__YOUR OBJECTIVE__. Where does the word "AppState" show up in the records? Copy every line that has it.

__ENTRIES PROVIDED__.

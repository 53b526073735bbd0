//! Campus Auth Core - Authentication business logic
//!
//! Password verification, HMAC-signed bearer tokens, and server-side token
//! revocation backed by the users and auth_tokens tables.

pub mod config;
pub mod crypto;
pub mod error;
pub mod service;
pub mod token;

pub use config::AuthConfig;
pub use crypto::{constant_time_eq, hash_password, hash_token, verify_password, HmacKey, HmacKeyError};
pub use error::AuthError;
pub use service::{AuthService, AuthServiceImpl, AuthenticatedUser, IssuedToken};
pub use token::{sign_token, verify_token, TokenPayload};
//! Property-based tests for fee status derivation and receipt numbers
//!
//! These tests verify:
//! - Status derivation is total and agrees with the outstanding balance
//! - The overdue boundary is strict (the due day itself is never overdue)
//! - Receipt numbers keep their shape for any date

mod common;

use campus_fees_core::receipt;
use campus_types::FeeStatus;
use chrono::NaiveDate;
use proptest::prelude::*;

// ============================================================================
// Strategies
// ============================================================================

// Days-from-CE spanning roughly 1950..2100
const DAY_MIN: i32 = 712_000;
const DAY_MAX: i32 = 767_000;

fn arb_date() -> impl Strategy<Value = NaiveDate> {
    (DAY_MIN..DAY_MAX).prop_map(|days| {
        NaiveDate::from_num_days_from_ce_opt(days).expect("day count in range")
    })
}

fn arb_due_date() -> impl Strategy<Value = Option<NaiveDate>> {
    prop_oneof![Just(None), arb_date().prop_map(Some)]
}

fn arb_cents() -> impl Strategy<Value = i64> {
    0..5_000_000i64
}

// ============================================================================
// Status derivation properties
// ============================================================================

proptest! {
    /// Paid exactly when nothing is outstanding, for any dates
    #[test]
    fn prop_paid_agrees_with_outstanding(
        due in arb_cents(),
        paid in arb_cents(),
        due_date in arb_due_date(),
        today in arb_date(),
    ) {
        let status = FeeStatus::derive(due, paid, due_date, today);
        prop_assert_eq!(status == FeeStatus::Paid, paid >= due);
    }

    /// An outstanding balance past the due date is always overdue
    #[test]
    fn prop_outstanding_after_due_is_overdue(
        due in 1..5_000_000i64,
        paid_fraction in 0.0f64..1.0,
        due_date in arb_date(),
        days_late in 1..3650i64,
    ) {
        let paid = ((due as f64) * paid_fraction) as i64;
        prop_assume!(paid < due);
        let today = due_date + chrono::Duration::days(days_late);
        prop_assert_eq!(
            FeeStatus::derive(due, paid, Some(due_date), today),
            FeeStatus::Overdue
        );
    }

    /// On or before the due date a fee is never overdue
    #[test]
    fn prop_on_or_before_due_never_overdue(
        due in arb_cents(),
        paid in arb_cents(),
        due_date in arb_date(),
        days_early in 0..3650i64,
    ) {
        let today = due_date - chrono::Duration::days(days_early);
        let status = FeeStatus::derive(due, paid, Some(due_date), today);
        prop_assert_ne!(status, FeeStatus::Overdue);
    }

    /// Without a due date a fee can never go overdue
    #[test]
    fn prop_no_due_date_never_overdue(
        due in arb_cents(),
        paid in arb_cents(),
        today in arb_date(),
    ) {
        prop_assert_ne!(
            FeeStatus::derive(due, paid, None, today),
            FeeStatus::Overdue
        );
    }

    /// Before the due date, partial versus pending tracks whether anything
    /// was paid
    #[test]
    fn prop_partial_iff_some_payment(
        due in 2..5_000_000i64,
        paid in 0..5_000_000i64,
        due_date in arb_due_date(),
        today in arb_date(),
    ) {
        prop_assume!(paid < due);
        if let Some(d) = due_date {
            prop_assume!(today <= d);
        }
        let status = FeeStatus::derive(due, paid, due_date, today);
        if paid > 0 {
            prop_assert_eq!(status, FeeStatus::Partial);
        } else {
            prop_assert_eq!(status, FeeStatus::Pending);
        }
    }

    /// Derivation is total over the full integer range, negatives included
    #[test]
    fn prop_derive_is_total(
        due in any::<i64>(),
        paid in any::<i64>(),
        due_date in arb_due_date(),
        today in arb_date(),
    ) {
        // Only has to return; any variant is acceptable for garbage amounts.
        let _ = FeeStatus::derive(due, paid, due_date, today);
    }
}

// ============================================================================
// Receipt number properties
// ============================================================================

proptest! {
    /// Receipts keep the RCP-YYYYMMDD-XXXXXXXXXX shape for any date
    #[test]
    fn prop_receipt_shape(date in arb_date()) {
        let receipt = receipt::generate(date);
        prop_assert_eq!(receipt.len(), 23);
        let expected_prefix = format!("RCP-{}-", date.format("%Y%m%d"));
        prop_assert!(receipt.starts_with(&expected_prefix));
        let suffix = &receipt[13..];
        prop_assert!(suffix
            .chars()
            .all(|c| c.is_ascii_digit() || ('A'..='F').contains(&c)));
    }

    /// Consecutive receipts for the same date differ in their random suffix
    #[test]
    fn prop_receipts_are_distinct(date in arb_date()) {
        prop_assert_ne!(receipt::generate(date), receipt::generate(date));
    }
}
//! Application state for the Campus API service.

use std::sync::Arc;

use campus_academic_core::SessionServiceImpl;
use campus_auth_core::AuthServiceImpl;
use campus_db::pg::Repositories;
use campus_db::DbPool;
use campus_fees_core::FeeServiceImpl;

use crate::config::Config;

/// Application state shared across all handlers
#[derive(Clone)]
pub struct AppState {
    /// Auth service (login, token validation, revocation)
    pub auth: Arc<AuthServiceImpl>,
    /// Session service (lifecycle, active switch, stats)
    pub academics: Arc<SessionServiceImpl>,
    /// Fee service (assignment, collection, reports)
    pub fees: Arc<FeeServiceImpl>,
    /// Repositories for the plain CRUD surfaces
    pub repos: Repositories,
    /// Database pool (readiness probe)
    pub pool: DbPool,
    /// Configuration
    pub config: Arc<Config>,
}

impl AppState {
    /// Create new application state
    pub fn new(
        auth: AuthServiceImpl,
        academics: SessionServiceImpl,
        fees: FeeServiceImpl,
        repos: Repositories,
        pool: DbPool,
        config: Config,
    ) -> Self {
        Self {
            auth: Arc::new(auth),
            academics: Arc::new(academics),
            fees: Arc::new(fees),
            repos,
            pool,
            config: Arc::new(config),
        }
    }

    /// Get request timeout from config
    pub fn request_timeout(&self) -> std::time::Duration {
        self.config.request_timeout
    }
}

impl std::fmt::Debug for AppState {
    fn fmt(&self, f: &mut std::fmt::Formatter<'_>) -> std::fmt::Result {
        f.debug_struct("AppState")
            .field("config", &self.config)
            .finish_non_exhaustive()
    }
}
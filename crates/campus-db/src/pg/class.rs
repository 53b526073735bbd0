//! PostgreSQL class repository implementation

use async_trait::async_trait;
use sqlx::PgPool;
use uuid::Uuid;

use crate::error::{DbError, DbResult};
use crate::models::ClassRow;
use crate::repo::{ClassRepository, CreateClass};

const CLASS_COLUMNS: &str = "id, name, session_id, created_at";

/// PostgreSQL class repository
#[derive(Clone)]
pub struct PgClassRepository {
    pool: PgPool,
}

impl PgClassRepository {
    /// Create a new class repository
    pub fn new(pool: PgPool) -> Self {
        Self { pool }
    }
}

#[async_trait]
impl ClassRepository for PgClassRepository {
    async fn find_by_id(&self, id: Uuid) -> DbResult<Option<ClassRow>> {
        let class = sqlx::query_as::<_, ClassRow>(&format!(
            "SELECT {CLASS_COLUMNS} FROM classes WHERE id = $1"
        ))
        .bind(id)
        .fetch_optional(&self.pool)
        .await?;

        Ok(class)
    }

    async fn list(&self, session_id: Option<Uuid>) -> DbResult<Vec<ClassRow>> {
        let classes = sqlx::query_as::<_, ClassRow>(&format!(
            r#"
            SELECT {CLASS_COLUMNS} FROM classes
            WHERE ($1::uuid IS NULL OR session_id = $1)
            ORDER BY name
            "#
        ))
        .bind(session_id)
        .fetch_all(&self.pool)
        .await?;

        Ok(classes)
    }

    async fn create(&self, class: CreateClass) -> DbResult<ClassRow> {
        let row = sqlx::query_as::<_, ClassRow>(&format!(
            r#"
            INSERT INTO classes (id, name, session_id)
            VALUES ($1, $2, $3)
            RETURNING {CLASS_COLUMNS}
            "#
        ))
        .bind(class.id)
        .bind(&class.name)
        .bind(class.session_id)
        .fetch_one(&self.pool)
        .await?;

        Ok(row)
    }

    async fn rename(&self, id: Uuid, name: &str) -> DbResult<ClassRow> {
        let row = sqlx::query_as::<_, ClassRow>(&format!(
            "UPDATE classes SET name = $2 WHERE id = $1 RETURNING {CLASS_COLUMNS}"
        ))
        .bind(id)
        .bind(name)
        .fetch_optional(&self.pool)
        .await?;

        row.ok_or(DbError::NotFound)
    }

    async fn delete(&self, id: Uuid) -> DbResult<()> {
        let result = sqlx::query("DELETE FROM classes WHERE id = $1")
            .bind(id)
            .execute(&self.pool)
            .await?;

        if result.rows_affected() == 0 {
            return Err(DbError::NotFound);
        }

        Ok(())
    }
}
//! API response envelope

use serde::{Deserialize, Serialize};

/// Standard JSON envelope for every API response.
///
/// Success responses carry `data` and sometimes a human-readable `message`;
/// error responses carry `success: false` and a `message` only.
#[derive(Debug, Clone, Serialize, Deserialize)]
pub struct ApiResponse<T> {
    pub success: bool,
    #[serde(skip_serializing_if = "Option::is_none")]
    pub message: Option<String>,
    #[serde(skip_serializing_if = "Option::is_none")]
    pub data: Option<T>,
}

impl<T> ApiResponse<T> {
    /// Successful response with data
    pub fn ok(data: T) -> Self {
        Self {
            success: true,
            message: None,
            data: Some(data),
        }
    }

    /// Successful response with data and a message
    pub fn ok_with_message(data: T, message: impl Into<String>) -> Self {
        Self {
            success: true,
            message: Some(message.into()),
            data: Some(data),
        }
    }

    /// Successful response with a message only (deletes, logouts)
    pub fn message_only(message: impl Into<String>) -> Self {
        Self {
            success: true,
            message: Some(message.into()),
            data: None,
        }
    }

    /// Failed response with a message
    pub fn error(message: impl Into<String>) -> Self {
        Self {
            success: false,
            message: Some(message.into()),
            data: None,
        }
    }
}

__SOLUTION TO THE PROBLEM__.
pub struct AppState {
impl AppState {
impl std::fmt::Debug for AppState {
        f.debug_struct("AppState")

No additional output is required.